First post on AHA forum, nice to meet all of you. Have been homebrewing about 6 years and done around 50 batches. I decided to brew up 12 gallons of a CDA/Black IPA. One of my favorite breweries had posted this on their Facebook page when I inquired about one of my favorite dark hoppy beers of theirs:

Quote
Midnight wheat ,Carmel Munich , Munich ,soarchi ace , citra, cascades . $4# per bbl . FG 1.018 usually

I ended up with the following grain bill based on some research:

  • 72.7% Munich
  • 10.6% Caramunich
  • 10.6% Midnight Wheat
  • 6.1% Carafa Special II

Having recently learned that Vienna and Munich are only slightly more kilned than pale 2-row, I assumed it was a safe base malt that would contribute lots of body and malt sweetness to standup to the 85 IBU I had planned.

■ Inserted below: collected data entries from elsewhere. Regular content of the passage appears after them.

// src/config/mod.rs
pub mod consts;
pub mod options;

pub use options::{AppOptions, ExportFormat, ExportOptions, FetchOptions};
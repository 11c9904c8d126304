//! This module contains the pure, stateless kernel for the identity transform.
//!
//! This is the guaranteed-minimum codec behind the byte transformer: a
//! byte-for-byte copy with no size reduction. It exists as a baseline for
//! measurements and as the right choice for payloads known to be
//! incompressible. It is trivially panic-free.

use crate::error::BridgeError;

/// Returns a fresh, byte-identical copy of the input.
pub fn encode(input_bytes: &[u8]) -> Result<Vec<u8>, BridgeError> {
    Ok(input_bytes.to_vec())
}

/// The inverse of `encode`. Identical by construction.
pub fn decode(input_bytes: &[u8]) -> Result<Vec<u8>, BridgeError> {
    Ok(input_bytes.to_vec())
}

#[cfg(test)]
mod tests {
    use super::*;

    #[test]
    fn test_passthrough_is_identity() {
        let original: Vec<u8> = (0..=255).collect();
        let encoded = encode(&original).unwrap();
        assert_eq!(encoded, original);
        assert_eq!(decode(&encoded).unwrap(), original);
    }

    #[test]
    fn test_passthrough_empty_input() {
        assert!(encode(&[]).unwrap().is_empty());
        assert!(decode(&[]).unwrap().is_empty());
    }

    #[test]
    fn test_passthrough_returns_fresh_buffer() {
        let original = vec![1u8, 2, 3];
        let encoded = encode(&original).unwrap();
        assert_ne!(original.as_ptr(), encoded.as_ptr());
    }
}
// In: src/bridge/codec.rs

//! The swappable payload codecs behind the byte transformer.
//!
//! Each codec implements the `ByteCodec` capability pair and delegates to the
//! pure kernel of the same name. Selection happens in two places: the
//! compression side picks a codec from `BridgeConfig`, and the decompression
//! side picks one from the frame's codec tag, so a payload always decodes
//! with the codec that produced it.

use crate::config::{BridgeConfig, CodecKind, CompressionProfile};
use crate::error::BridgeError;
use crate::kernels;
use crate::traits::ByteCodec;

//==================================================================================
// 1. Codec Implementations
//==================================================================================

/// The identity codec. The guaranteed-minimum transformation.
pub struct PassthroughCodec;

impl ByteCodec for PassthroughCodec {
    fn compress(&self, input: &[u8]) -> Result<Vec<u8>, BridgeError> {
        kernels::passthrough::encode(input)
    }

    fn decompress(&self, input: &[u8]) -> Result<Vec<u8>, BridgeError> {
        kernels::passthrough::decode(input)
    }
}

/// The Zstandard codec at a fixed compression level.
pub struct ZstdCodec {
    level: i32,
}

impl ZstdCodec {
    pub fn new(level: i32) -> Self {
        Self { level }
    }

    pub fn from_profile(profile: CompressionProfile) -> Self {
        Self::new(profile.zstd_level())
    }
}

impl ByteCodec for ZstdCodec {
    fn compress(&self, input: &[u8]) -> Result<Vec<u8>, BridgeError> {
        kernels::zstd::encode(input, self.level)
    }

    fn decompress(&self, input: &[u8]) -> Result<Vec<u8>, BridgeError> {
        kernels::zstd::decode(input)
    }
}

//==================================================================================
// 2. Codec Selection
//==================================================================================

/// The codec a `BridgeConfig` asks for, on the compression side.
pub fn for_config(config: &BridgeConfig) -> Box<dyn ByteCodec> {
    match config.codec {
        CodecKind::Passthrough => Box::new(PassthroughCodec),
        CodecKind::Zstd => Box::new(ZstdCodec::from_profile(config.profile)),
    }
}

/// The codec a frame tag asks for, on the decompression side. The level is
/// irrelevant when decoding, so the default profile is used.
pub fn for_kind(kind: CodecKind) -> Box<dyn ByteCodec> {
    match kind {
        CodecKind::Passthrough => Box::new(PassthroughCodec),
        CodecKind::Zstd => Box::new(ZstdCodec::from_profile(CompressionProfile::default())),
    }
}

I included two bitterless black malts since many CDA recipes feature Carafa II and I wanted more dark malt than just the midnight wheat.

After a healthy pitched starter of 1056 with pure O2 and nutrients in the boil, the ferment completely died at 1.030 (from OG 1.072). I know that 1056 can hit 75-78% attentuation so this puzzled me. Looking at my daily temps, the fermenter had reached 78 degrees which I do all the time with Belgian strains but I understand that upper 60s, lower 70s is better for this strain. I swirled the fermenter and added some yeast energizer but no joy.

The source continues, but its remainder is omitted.